[Data for the task — start]

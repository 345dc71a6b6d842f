//! Specificity ordering and default selection for a route's responses.

use crate::environment::{ResponseMode, Route};

/// Re-sort a route's responses from most to least specific and re-assign
/// the single default flag.
///
/// Response order is the matching precedence the serving runtime walks:
/// descending rule count, zero-rule responses after the rest among equal
/// counts, ties otherwise keeping their current order (the sort is stable).
/// The default is the first post-sort response with an empty rule set, or
/// the first response when none is empty; exactly one response ends up
/// flagged.
///
/// Idempotent, and run over every route at session end, touched or not, so
/// merges into pre-existing routes re-derive ordering and default without
/// regenerating their older responses.
pub fn reprioritize(route: &mut Route) {
    route.response_mode = Some(ResponseMode::Rules);
    if route.responses.is_empty() {
        return;
    }

    route.responses.sort_by(|a, b| {
        b.rules
            .len()
            .cmp(&a.rules.len())
            .then_with(|| a.rules.is_empty().cmp(&b.rules.is_empty()))
    });

    let default_index = route
        .responses
        .iter()
        .position(|response| response.rules.is_empty())
        .unwrap_or(0);
    for (index, response) in route.responses.iter_mut().enumerate() {
        response.default = index == default_index;
    }
}
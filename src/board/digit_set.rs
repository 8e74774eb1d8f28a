use std::fmt;

use crate::board::Digit;

/// A set of digits, stored as a bitmask in the low 9 bits of a `u16`.
///
/// Backs pencil marks and the duplicate sweeps over rows, columns and boxes.
#[derive(Copy, Clone, Eq, PartialEq, Default, Hash)]
pub struct DigitSet(u16);

impl DigitSet {
    /// The empty set.
    pub const NONE: DigitSet = DigitSet(0);

    /// The set of all nine digits.
    pub const ALL: DigitSet = DigitSet(0o777);

    /// Returns whether `digit` is in the set.
    pub fn contains(self, digit: Digit) -> bool {
        self.0 & Self::bit(digit) != 0
    }

    /// Adds `digit` to the set.
    pub fn insert(&mut self, digit: Digit) {
        self.0 |= Self::bit(digit);
    }

    /// Removes `digit` from the set.
    pub fn remove(&mut self, digit: Digit) {
        self.0 &= !Self::bit(digit);
    }

    /// Removes all digits.
    pub fn clear(&mut self) {
        self.0 = 0;
    }

    /// Number of digits in the set.
    pub fn len(self) -> u8 {
        self.0.count_ones() as u8
    }

    /// Returns whether the set contains no digits.
    pub fn is_empty(self) -> bool {
        self.0 == 0
    }

    /// Returns an iterator over the contained digits in ascending order.
    pub fn iter(self) -> impl Iterator<Item = Digit> {
        Digit::all().filter(move |&digit| self.contains(digit))
    }

    fn bit(digit: Digit) -> u16 {
        1 << digit.as_index()
    }
}

impl FromIterator<Digit> for DigitSet {
    fn from_iter<I: IntoIterator<Item = Digit>>(iter: I) -> Self {
        let mut set = DigitSet::NONE;
        for digit in iter {
            set.insert(digit);
        }
        set
    }
}

impl fmt::Debug for DigitSet {
    fn fmt(&self, f: &mut fmt::Formatter<'_>) -> fmt::Result {
        f.debug_set().entries(self.iter().map(Digit::get)).finish()
    }
}
//! Size constants of the 9x9 board.

pub(crate) const N_DIGITS: usize = 9;
pub(crate) const N_CELLS: usize = 81;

[Data for the task — finish]

What you will do - Each line of the entries where the string "ResponseMode" occurs should be shown.

Your solution -
use crate::environment::{ResponseMode, Route};
    route.response_mode = Some(ResponseMode::Rules);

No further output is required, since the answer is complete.